The comment about "future OTT" is what I was suggesting in the WatchESPN thread - that Directv would probably not want to be caught in the same situation if ESPN adds new services and they'd want their contract to let them add new stuff as it is created, rather than have to wait years to get it when the contract is renewed.


----------



## slice1900 (Feb 14, 2013)

gwade said:


> Anyone know when the access to the Disney live-stream on the iPhone will be effective?


Story said "early next year". Probably can't expect too many people working on that during the holidays


----------



## iceturkee (Apr 1, 2007)

gwade said:


> Anyone know when the access to the Disney live-stream on the iPhone will be effective?

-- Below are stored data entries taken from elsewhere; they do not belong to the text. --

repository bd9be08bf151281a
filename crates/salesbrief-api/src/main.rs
//! salesbrief CLI and web form entry point.
//!
//! Binary name: `sbrief`
//!
//! Parses CLI arguments, resolves configuration and the provider
//! credential, then runs a one-shot brief or serves the form.

mod cli;
mod http;
mod state;

use clap::Parser;
use clap_complete::generate;

use cli::{Cli, Commands};
use salesbrief_infra::credentials::load_dotenv;
use salesbrief_observe::tracing_setup::{init_tracing, shutdown_tracing, TracingOptions};
use state::AppState;

#[tokio::main]
async fn main() -> anyhow::Result<()> {
    let cli = Cli::parse();

    // Shell completions don't need tracing or config
    if let Commands::Completions { shell } = &cli.command {
        let mut cmd = <Cli as clap::CommandFactory>::command();
        generate(*shell, &mut cmd, "sbrief", &mut std::io::stdout());
        return Ok(());
    }

    let mut tracing_options = TracingOptions::from_verbosity(cli.verbose, cli.quiet);
    tracing_options.json = cli.json_logs;
    tracing_options.otel = cli.otel;
    init_tracing(&tracing_options)
        .map_err(|e| anyhow::anyhow!("failed to initialize tracing: {e}"))?;

    if let Some(path) = load_dotenv() {
        tracing::debug!(path = %path.display(), "loaded .env");
    }

    let outcome = dispatch(cli).await;
    shutdown_tracing();
    outcome
}

async fn dispatch(cli: Cli) -> anyhow::Result<()> {
    let config = cli.resolve_config().await?;

    match cli.command {
        Commands::Serve { host, port } => {
            let mut config = config;
            if let Some(host) = host {
                config.host = host;
            }
            if let Some(port) = port {
                config.port = port;
            }
            let addr = format!("{}:{}", config.host, config.port);

            let state = AppState::init(config)?;
            let listener = tokio::net::TcpListener::bind(&addr).await?;

            let invoker = state.brief_service.invoker();
            tracing::info!(
                %addr,
                provider = invoker.provider_name(),
                model = invoker.model(),
                "sales assistant listening"
            );
            if !cli.quiet {
                println!(
                    "  {} Sales Assistant listening on {}",
                    console::style("⚡").bold(),
                    console::style(format!("http://{addr}")).cyan()
                );
                println!("  {}", console::style("Press Ctrl+C to stop").dim());
            }

            let router = http::router::build_router(state);

            axum::serve(listener, router)
                .with_graceful_shutdown(shutdown_signal())
                .await?;

            if !cli.quiet {
                println!("\n  Server stopped.");
            }
        }

        Commands::Run(args) => {
            let state = AppState::init(config)?;
            cli::run::run_brief(&state, args).await?;
        }

        Commands::Prompt { fields, file } => {
            cli::run::print_prompt(fields, file).await?;
        }

        Commands::Completions { .. } => {}
    }

    Ok(())
}

/// Wait for Ctrl+C or SIGTERM for graceful shutdown.
async fn shutdown_signal() {
    let ctrl_c = async {
        if let Err(e) = tokio::signal::ctrl_c().await {
            tracing::error!(error = %e, "failed to install Ctrl+C handler");
            std::future::pending::<()>().await;
        }
    };

    #[cfg(unix)]
    let terminate = async {
        match tokio::signal::unix::signal(tokio::signal::unix::SignalKind::terminate()) {
            Ok(mut signal) => {
                signal.recv().await;
            }
            Err(e) => {
                tracing::error!(error = %e, "failed to install SIGTERM handler");
                std::future::pending::<()>().await;
            }
        }
    };

    #[cfg(not(unix))]
    let terminate = std::future::pending::<()>();

    tokio::select! {
        _ = ctrl_c => {},
        _ = terminate => {},
    }
}
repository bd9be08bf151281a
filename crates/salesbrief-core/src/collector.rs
//! Input collection: size and type checks on the optional upload, UTF-8
//! decoding with a fallback marker, and bundling with the form fields.
//!
//! Nothing here validates the text fields themselves; they are free-form and
//! passed through verbatim.

use std::path::Path;

use salesbrief_types::brief::{CollectedInput, DecodedArtifact, FormInput, UploadedArtifact};
use salesbrief_types::error::BriefError;

/// Upload cap: 2 MiB.
pub const MAX_UPLOAD_BYTES: usize = 2 * 1024 * 1024;

/// Substituted for the file content when the upload is not valid UTF-8.
pub const BINARY_FILE_MARKER: &str = "[Uploaded file is binary and not directly readable.]";

/// File extensions accepted at the upload boundary.
pub const ALLOWED_EXTENSIONS: &[&str] = &["txt"];

/// Reject artifacts over the size cap or without a plain-text extension.
///
/// The size check runs first so an oversized file is always reported as such.
pub fn check_artifact(artifact: &UploadedArtifact) -> Result<(), BriefError> {
    if artifact.byte_size > MAX_UPLOAD_BYTES {
        return Err(BriefError::FileTooLarge {
            size: artifact.byte_size,
            max: MAX_UPLOAD_BYTES,
        });
    }

    let allowed = Path::new(&artifact.file_name)
        .extension()
        .and_then(|ext| ext.to_str())
        .is_some_and(|ext| {
            ALLOWED_EXTENSIONS
                .iter()
                .any(|allowed| ext.eq_ignore_ascii_case(allowed))
        });
    if !allowed {
        return Err(BriefError::UnsupportedFileType(artifact.file_name.clone()));
    }

    Ok(())
}

/// Decode the artifact as UTF-8, falling back to [`BINARY_FILE_MARKER`].
pub fn decode_artifact(artifact: &UploadedArtifact) -> DecodedArtifact {
    match std::str::from_utf8(&artifact.raw_bytes) {
        Ok(text) => DecodedArtifact {
            file_name: artifact.file_name.clone(),
            text: text.to_string(),
            binary: false,
        },
        Err(_) => {
            tracing::warn!(
                file = %artifact.file_name,
                bytes = artifact.byte_size,
                "uploaded file is not valid UTF-8, substituting marker"
            );
            DecodedArtifact {
                file_name: artifact.file_name.clone(),
                text: BINARY_FILE_MARKER.to_string(),
                binary: true,
            }
        }
    }
}

/// Check and decode the optional artifact and pair it with the form fields.
pub fn collect(
    form: FormInput,
    artifact: Option<UploadedArtifact>,
) -> Result<CollectedInput, BriefError> {
    let artifact = match artifact {
        Some(artifact) => {
            check_artifact(&artifact)?;
            Some(decode_artifact(&artifact))
        }
        None => None,
    };

    Ok(CollectedInput { form, artifact })
}

/// Accumulates an upload chunk by chunk, failing as soon as the cap is crossed.
///
/// Used at the HTTP boundary so an oversized body is never fully buffered.
#[derive(Debug)]
pub struct UploadBuffer {
    file_name: String,
    bytes: Vec<u8>,
    limit: usize,
}

impl UploadBuffer {
    pub fn new(file_name: impl Into<String>) -> Self {
        Self::with_limit(file_name, MAX_UPLOAD_BYTES)
    }

    pub fn with_limit(file_name: impl Into<String>, limit: usize) -> Self {
        Self {
            file_name: file_name.into(),
            bytes: Vec::new(),
            limit,
        }
    }

    /// Append a chunk. Errors with `FileTooLarge` once the total exceeds the limit.
    pub fn push(&mut self, chunk: &[u8]) -> Result<(), BriefError> {
        let size = self.bytes.len() + chunk.len();
        if size > self.limit {
            return Err(BriefError::FileTooLarge {
                size,
                max: self.limit,
            });
        }
        self.bytes.extend_from_slice(chunk);
        Ok(())
    }

    /// Finish the upload. An empty part without a file name means "no file".
    pub fn finish(self) -> Option<UploadedArtifact> {
        if self.file_name.is_empty() && self.bytes.is_empty() {
            return None;
        }
        Some(UploadedArtifact::new(self.file_name, self.bytes))
    }
}

#[cfg(test)]
mod tests {
    use super::*;

    fn form() -> FormInput {
        FormInput {
            product_name: "Acme Widget".to_string(),
            ..Default::default()
        }
    }

    #[test]
    fn test_check_artifact_at_cap_is_accepted() {
        let artifact = UploadedArtifact::new("deck.txt", vec![b'a'; MAX_UPLOAD_BYTES]);
        assert!(check_artifact(&artifact).is_ok());
    }

    #[test]
    fn test_check_artifact_over_cap_is_rejected() {
        let artifact = UploadedArtifact::new("deck.txt", vec![b'a'; MAX_UPLOAD_BYTES + 1]);
        match check_artifact(&artifact) {
            Err(BriefError::FileTooLarge { size, max }) => {
                assert_eq!(size, 2_097_153);
                assert_eq!(max, 2_097_152);
            }
            other => panic!("expected FileTooLarge, got {other:?}"),
        }
    }

    #[test]
    fn test_check_artifact_size_reported_before_extension() {
        let artifact = UploadedArtifact::new("deck.pdf", vec![0; 3 * 1024 * 1024]);
        assert!(matches!(
            check_artifact(&artifact),
            Err(BriefError::FileTooLarge { .. })
        ));
    }

    #[test]
    fn test_check_artifact_extension_case_insensitive() {
        let artifact = UploadedArtifact::new("NOTES.TXT", b"hi".to_vec());
        assert!(check_artifact(&artifact).is_ok());

        let artifact = UploadedArtifact::new("deck.pptx", b"hi".to_vec());
        assert!(matches!(
            check_artifact(&artifact),
            Err(BriefError::UnsupportedFileType(name)) if name == "deck.pptx"
        ));

        let artifact = UploadedArtifact::new("README", b"hi".to_vec());
        assert!(check_artifact(&artifact).is_err());
    }

    #[test]
    fn test_decode_valid_utf8_verbatim() {
        let artifact = UploadedArtifact::new("spec.txt", "Spec sheet — ünïcode\n".as_bytes().to_vec());
        let decoded = decode_artifact(&artifact);
        assert_eq!(decoded.text, "Spec sheet — ünïcode\n");
        assert!(!decoded.binary);
    }

    #[test]
    fn test_decode_invalid_utf8_uses_marker() {
        let artifact = UploadedArtifact::new("deck.txt", vec![0xff, 0xfe, 0x00, 0x9f]);
        let decoded = decode_artifact(&artifact);
        assert_eq!(decoded.text, BINARY_FILE_MARKER);
        assert!(decoded.binary);
    }

    #[test]
    fn test_collect_without_artifact() {
        let collected = collect(form(), None).unwrap();
        assert!(collected.artifact.is_none());
        assert_eq!(collected.artifact_text(), "");
        assert_eq!(collected.form.product_name, "Acme Widget");
    }

    #[test]
    fn test_collect_rejects_oversized_artifact() {
        let artifact = UploadedArtifact::new("big.txt", vec![b'x'; 3 * 1024 * 1024]);
        assert!(matches!(
            collect(form(), Some(artifact)),
            Err(BriefError::FileTooLarge { .. })
        ));
    }

    #[test]
    fn test_upload_buffer_stops_at_limit() {
        let mut buffer = UploadBuffer::with_limit("a.txt", 8);
        buffer.push(b"12345").unwrap();
        let err = buffer.push(b"6789").unwrap_err();
        assert!(matches!(err, BriefError::FileTooLarge { size: 9, max: 8 }));
    }

    #[test]
    fn test_upload_buffer_finish() {
        let mut buffer = UploadBuffer::new("spec.txt");
        buffer.push(b"Spec ").unwrap();
        buffer.push(b"sheet").unwrap();
        let artifact = buffer.finish().unwrap();
        assert_eq!(artifact.raw_bytes, b"Spec sheet");
        assert_eq!(artifact.byte_size, 10);

        assert!(UploadBuffer::new("").finish().is_none());
    }
}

i'm guessing some sort of authentication will have to be set up. when my cable company got espn3, it took them about 2 months to set up an authentication process. just a guess.


----------



## mws192 (Jun 17, 2010)

slice1900 said:


> "ESPN3 also on television" YES! I've been hoping for that one!!

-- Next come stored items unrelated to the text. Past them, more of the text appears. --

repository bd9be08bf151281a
pub mod session;
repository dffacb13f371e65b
use std::sync::Arc;
use std::sync::atomic::{AtomicUsize, Ordering};

use async_trait::async_trait;
use bytes::Bytes;
use carrier_pigeon::blobs::local::LocalBlobStore;
use carrier_pigeon::blobs::memory::MemoryBlobStore;
use carrier_pigeon::persistence::memory::MemoryTransferStore;
use carrier_pigeon::settings::{BlobSpec, StoreSpec};
use carrier_pigeon::{
    BlobRef, BlobStore, Error, ItemOutcome, Relay, Result, SessionId, Settings, TransferKind,
    UploadItem,
};

/// Fails exactly the second `put` it sees.
#[derive(Default)]
struct FailSecondPut {
    inner: MemoryBlobStore,
    calls: AtomicUsize,
}

#[async_trait]
impl BlobStore for FailSecondPut {
    async fn put(&self, key: &str, data: Bytes, content_type: Option<&str>) -> Result<BlobRef> {
        if self.calls.fetch_add(1, Ordering::SeqCst) == 1 {
            return Err(Error::blob("permission denied"));
        }
        self.inner.put(key, data, content_type).await
    }

    async fn get(&self, blob_ref: &BlobRef) -> Result<Bytes> {
        self.inner.get(blob_ref).await
    }
}

fn memory_relay() -> Relay {
    Relay::new(
        Arc::new(MemoryTransferStore::default()),
        Arc::new(MemoryBlobStore::default()),
    )
}

#[tokio::test]
async fn test_text_roundtrip() {
    let relay = memory_relay();
    let session = relay.generate_session();
    relay.send_text("hello", &session).await.unwrap();

    let result = relay.fetch_session(session.as_str()).await.unwrap();
    let records: Vec<_> = result.records().collect();
    assert_eq!(records.len(), 1);
    assert_eq!(records[0].kind, TransferKind::Text);
    assert_eq!(records[0].text_content(), Some("hello"));
    assert_eq!(records[0].file_name(), None);
    assert_eq!(result.groups[0].label, "Today");
}

#[tokio::test]
async fn test_partial_failure_batch() {
    let relay = Relay::new(
        Arc::new(MemoryTransferStore::default()),
        Arc::new(FailSecondPut::default()),
    );
    let session = relay.generate_session();
    let report = relay
        .send_files(
            vec![
                UploadItem::new(&b"one"[..], "one.png", Some("image/png")),
                UploadItem::new(&b"two"[..], "two.mov", Some("video/quicktime")),
                UploadItem::new(&b"three"[..], "three.zip", Some("application/zip")),
            ],
            &session,
        )
        .await
        .unwrap();

    assert!(matches!(report.items[0].outcome, ItemOutcome::Stored(_)));
    assert!(matches!(
        report.items[1].outcome,
        ItemOutcome::Failed(Error::BlobUnavailable(_))
    ));
    assert!(matches!(report.items[2].outcome, ItemOutcome::Stored(_)));
    assert!(report.is_partial());

    let fetched = relay.fetch_session(session.as_str()).await.unwrap();
    let names: Vec<_> = fetched.records().filter_map(|r| r.file_name()).collect();
    assert_eq!(names, vec!["three.zip", "one.png"]);

    let first = fetched
        .records()
        .find(|r| r.file_name() == Some("one.png"))
        .unwrap();
    assert_eq!(relay.download(first).await.unwrap(), Bytes::from_static(b"one"));
    assert_eq!(first.kind, TransferKind::Photo);
    assert_eq!(relay.upload_stats().num_failed.get(), 1);
}

#[tokio::test]
async fn test_code_boundary_and_case() {
    let relay = memory_relay();
    assert!(matches!(
        relay.fetch_session("ABCDE").await,
        Err(Error::InvalidInput(_))
    ));
    assert!(relay.fetch_session("ABCDE1").await.unwrap().is_empty());

    let session = SessionId::parse("QWERTY7").unwrap();
    relay.send_text("case test", &session).await.unwrap();
    let upper = relay.fetch_session("QWERTY7").await.unwrap();
    let lower = relay.fetch_session("qwerty7").await.unwrap();
    assert_eq!(upper.len(), 1);
    assert_eq!(
        upper.records().collect::<Vec<_>>(),
        lower.records().collect::<Vec<_>>()
    );
}

#[tokio::test]
async fn test_sessions_are_isolated_and_newest_first() {
    let relay = memory_relay();
    let a = relay.generate_session();
    let b = relay.generate_session();
    relay.send_text("a1", &a).await.unwrap();
    relay.send_text("b1", &b).await.unwrap();
    relay.send_text("a2", &a).await.unwrap();

    let fetched = relay.fetch_session(a.as_str()).await.unwrap();
    let texts: Vec<_> = fetched.records().filter_map(|r| r.text_content()).collect();
    assert_eq!(texts, vec!["a2", "a1"]);
    let times: Vec<_> = fetched.records().map(|r| r.created_at).collect();
    assert!(times.windows(2).all(|w| w[0] >= w[1]));
}

#[tokio::test]
async fn test_delete_transfer() {
    let relay = memory_relay();
    let session = relay.generate_session();
    let keep = relay.send_text("keep", &session).await.unwrap();
    let drop = relay.send_text("drop", &session).await.unwrap();

    relay.delete_transfer(&drop.id).await.unwrap();
    let fetched = relay.fetch_session(session.as_str()).await.unwrap();
    assert_eq!(fetched.records().cloned().collect::<Vec<_>>(), vec![keep]);
    assert!(matches!(
        relay.delete_transfer(&drop.id).await,
        Err(Error::NotFound(_))
    ));
}

#[tokio::test]
async fn test_share_link_fetch() {
    let settings = Settings {
        share_base_url: Some("https://pigeon.example/receive".to_string()),
        ..Settings::default()
    };
    let relay = Relay::from_settings(&settings).await.unwrap();
    let session = relay.generate_session();
    relay.send_text("via link", &session).await.unwrap();

    let link = relay.share_link(&session).unwrap();
    assert!(link.starts_with("https://pigeon.example/receive?session="));
    let fetched = relay.fetch_session(&link).await.unwrap();
    assert_eq!(fetched.len(), 1);

    assert!(memory_relay().share_link(&session).is_none());
}

#[tokio::test]
async fn test_local_blobs_from_settings() {
    let tmp = tempfile::TempDir::new().unwrap();
    let settings = Settings {
        store: StoreSpec::Memory,
        blobs: BlobSpec::Local {
            root: tmp.path().join("blobs"),
        },
        session_code_length: 6,
        device_name: "desk".to_string(),
        ..Settings::default()
    };
    let relay = Relay::from_settings(&settings).await.unwrap();
    let session = relay.generate_session();
    assert_eq!(session.as_str().len(), 6);

    let payload = vec![7u8; 1500];
    let report = relay
        .send_files(
            vec![UploadItem::new(payload.clone(), "../../etc/report v2.pdf", Some("application/pdf"))],
            &session,
        )
        .await
        .unwrap();
    assert!(report.is_complete());

    let fetched = relay.fetch_session(session.as_str()).await.unwrap();
    let record = fetched.records().next().unwrap();
    assert_eq!(record.kind, TransferKind::Document);
    assert_eq!(record.device_name, "desk");
    assert_eq!(record.file_size(), Some(1500));
    assert_eq!(fetched.groups[0].records[0].size_label.as_deref(), Some("0.00 MB"));

    let blob_ref = record.blob_ref().unwrap().as_str();
    assert!(blob_ref.starts_with("file://"));
    assert!(blob_ref.contains(&format!("/transfers/{session}/")));
    assert!(!blob_ref.contains("/../"));
    assert_eq!(relay.download(record).await.unwrap().as_ref(), payload.as_slice());

    let store = LocalBlobStore::new(tmp.path().join("blobs")).unwrap();
    assert_eq!(store.get(record.blob_ref().unwrap()).await.unwrap().len(), 1500);
}

#[tokio::test]
async fn test_from_settings_rejects_invalid() {
    let settings = Settings {
        upload_concurrency: 0,
        ..Settings::default()
    };
    assert!(matches!(
        Relay::from_settings(&settings).await,
        Err(Error::Config(_))
    ));
}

It'll be interesting to see what or how much content that will include considering that there's a decent chunk of games ESPN doesn't have linear TV rights to.

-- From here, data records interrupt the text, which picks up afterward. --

use crate::prelude::*;

use crate::base::record::{NewTransferRecord, RecordId, StoredColumns, TransferRecord};
use crate::base::session::SessionId;
use crate::persistence::{TRANSFERS_TABLE, TransferStore};
use crate::settings::SurrealDBConnectionSpec;
use surrealdb::Surreal;
use surrealdb::engine::any::{self, Any};
use surrealdb::opt::auth::Root;

#[derive(Clone)]
pub struct SurrealTransferStore {
    db: Surreal<Any>,
}

/// Timestamps travel as epoch microseconds so rows decode without
/// depending on Surreal's datetime wire type.
#[derive(Debug, Deserialize)]
struct SurrealTransferRow {
    record_key: String,
    session_id: String,
    kind: String,
    file_name: Option<String>,
    file_size: Option<i64>,
    blob_ref: Option<String>,
    text_content: Option<String>,
    device_name: String,
    created_at_micros: i64,
}

impl TryFrom<SurrealTransferRow> for TransferRecord {
    type Error = Error;

    fn try_from(row: SurrealTransferRow) -> Result<Self> {
        let created_at = DateTime::<Utc>::from_timestamp_micros(row.created_at_micros)
            .ok_or_else(|| {
                Error::invalid_record(format!("record {} has invalid created_at", row.record_key))
            })?;
        TransferRecord::try_from(StoredColumns {
            id: row.record_key,
            session_id: row.session_id,
            kind: row.kind,
            file_name: row.file_name,
            file_size: row.file_size,
            blob_ref: row.blob_ref,
            text_content: row.text_content,
            device_name: row.device_name,
            created_at,
        })
    }
}

#[derive(Debug, Deserialize)]
struct DeletedRow {
    #[allow(dead_code)]
    session_id: String,
}

const PROJECTION: &str = "record::id(id) AS record_key, session_id, kind, file_name, file_size, \
     blob_ref, text_content, device_name, time::micros(created_at) AS created_at_micros";

impl SurrealTransferStore {
    pub fn new(db: Surreal<Any>) -> Self {
        Self { db }
    }

    /// Connect over any engine the url names (`ws://`, `http://`, ...).
    pub async fn connect(spec: &SurrealDBConnectionSpec) -> Result<Self> {
        let db = any::connect(spec.url.as_str()).await?;
        if let Some(user) = &spec.user {
            db.signin(Root {
                username: user,
                password: spec.password.as_deref().unwrap_or_default(),
            })
            .await?;
        }
        db.use_ns(&spec.namespace).use_db(&spec.database).await?;
        info!(namespace = %spec.namespace, database = %spec.database, "connected to surrealdb");
        Ok(Self::new(db))
    }
}

#[async_trait]
impl TransferStore for SurrealTransferStore {
    async fn setup(&self) -> Result<()> {
        self.db
            .query(format!(
                "DEFINE TABLE IF NOT EXISTS {TRANSFERS_TABLE} SCHEMALESS;
                 DEFINE INDEX IF NOT EXISTS {TRANSFERS_TABLE}_session_idx
                    ON {TRANSFERS_TABLE} FIELDS session_id;"
            ))
            .await?
            .check()?;
        Ok(())
    }

    async fn insert(&self, record: NewTransferRecord) -> Result<TransferRecord> {
        record.validate()?;
        let columns = record.columns();
        let file_name = columns.file_name.map(str::to_owned);
        let file_size = columns.file_size;
        let blob_ref = columns.blob_ref.map(str::to_owned);
        let text_content = columns.text_content.map(str::to_owned);
        let mut res = self
            .db
            .query(format!(
                "LET $created = CREATE ONLY {TRANSFERS_TABLE} SET
                    session_id = $session_id,
                    kind = $kind,
                    file_name = $file_name,
                    file_size = $file_size,
                    blob_ref = $blob_ref,
                    text_content = $text_content,
                    device_name = $device_name,
                    created_at = time::now();
                 SELECT {PROJECTION} FROM ONLY $created.id;"
            ))
            .bind(("session_id", record.session_id.as_str().to_owned()))
            .bind(("kind", record.kind.as_str().to_owned()))
            .bind(("file_name", file_name))
            .bind(("file_size", file_size))
            .bind(("blob_ref", blob_ref))
            .bind(("text_content", text_content))
            .bind(("device_name", record.device_name.clone()))
            .await?;
        let row: Option<SurrealTransferRow> = res.take(1)?;
        let row = row.ok_or_else(|| Error::store("surrealdb returned no row for insert"))?;
        row.try_into()
    }

    async fn query_by_session(&self, session_id: &SessionId) -> Result<Vec<TransferRecord>> {
        let mut res = self
            .db
            .query(format!(
                "SELECT {PROJECTION} FROM {TRANSFERS_TABLE}
                    WHERE session_id = $session_id
                    ORDER BY created_at_micros DESC;"
            ))
            .bind(("session_id", session_id.as_str().to_owned()))
            .await?;
        let rows: Vec<SurrealTransferRow> = res.take(0)?;
        rows.into_iter().map(TransferRecord::try_from).collect()
    }

    async fn delete(&self, id: &RecordId) -> Result<()> {
        let mut res = self
            .db
            .query(format!(
                "DELETE type::thing('{TRANSFERS_TABLE}', $key) RETURN BEFORE;"
            ))
            .bind(("key", id.0.clone()))
            .await?;
        let deleted: Vec<DeletedRow> = res.take(0)?;
        if deleted.is_empty() {
            return Err(Error::NotFound(id.to_string()));
        }
        Ok(())
    }
}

Personally, I'd like to see the NCAA PPV packages go away and in their place have ESPN3 channels with those games that weren't available otherwise in the Sports Pack.

I'm also curious to see what impact it has for the new MLS ESPN3 package.


----------



## slice1900 (Feb 14, 2013)

mws192 said:


> It'll be interesting to see what or how much content that will include considering that there's a decent chunk of games ESPN doesn't have linear TV rights to.


It may not include everything, but I'm not concerned about stuff like cricket matches. There are a lot of major college bball teams playing games during non-conference bball season in November/December that end up on ESPN3. Yeah, not compelling matchups, but games the fans of the teams will want to see them. Early rounds of the FCS playoffs, that sort of thing. All of those ESPN will have linear rights to.


----------



## dpeters11 (May 30, 2007)

So a lot of us won't be able to actually see ABC network programming remotely or have access to On Demand. I don't like that. I have a GenieGo but like OnDemand.


----------



## KyL416 (Nov 11, 2005)

dpeters11 said:


> So a lot of us won't be able to actually see ABC network programming remotely or have access to On Demand. I don't like that. I have a GenieGo but like OnDemand.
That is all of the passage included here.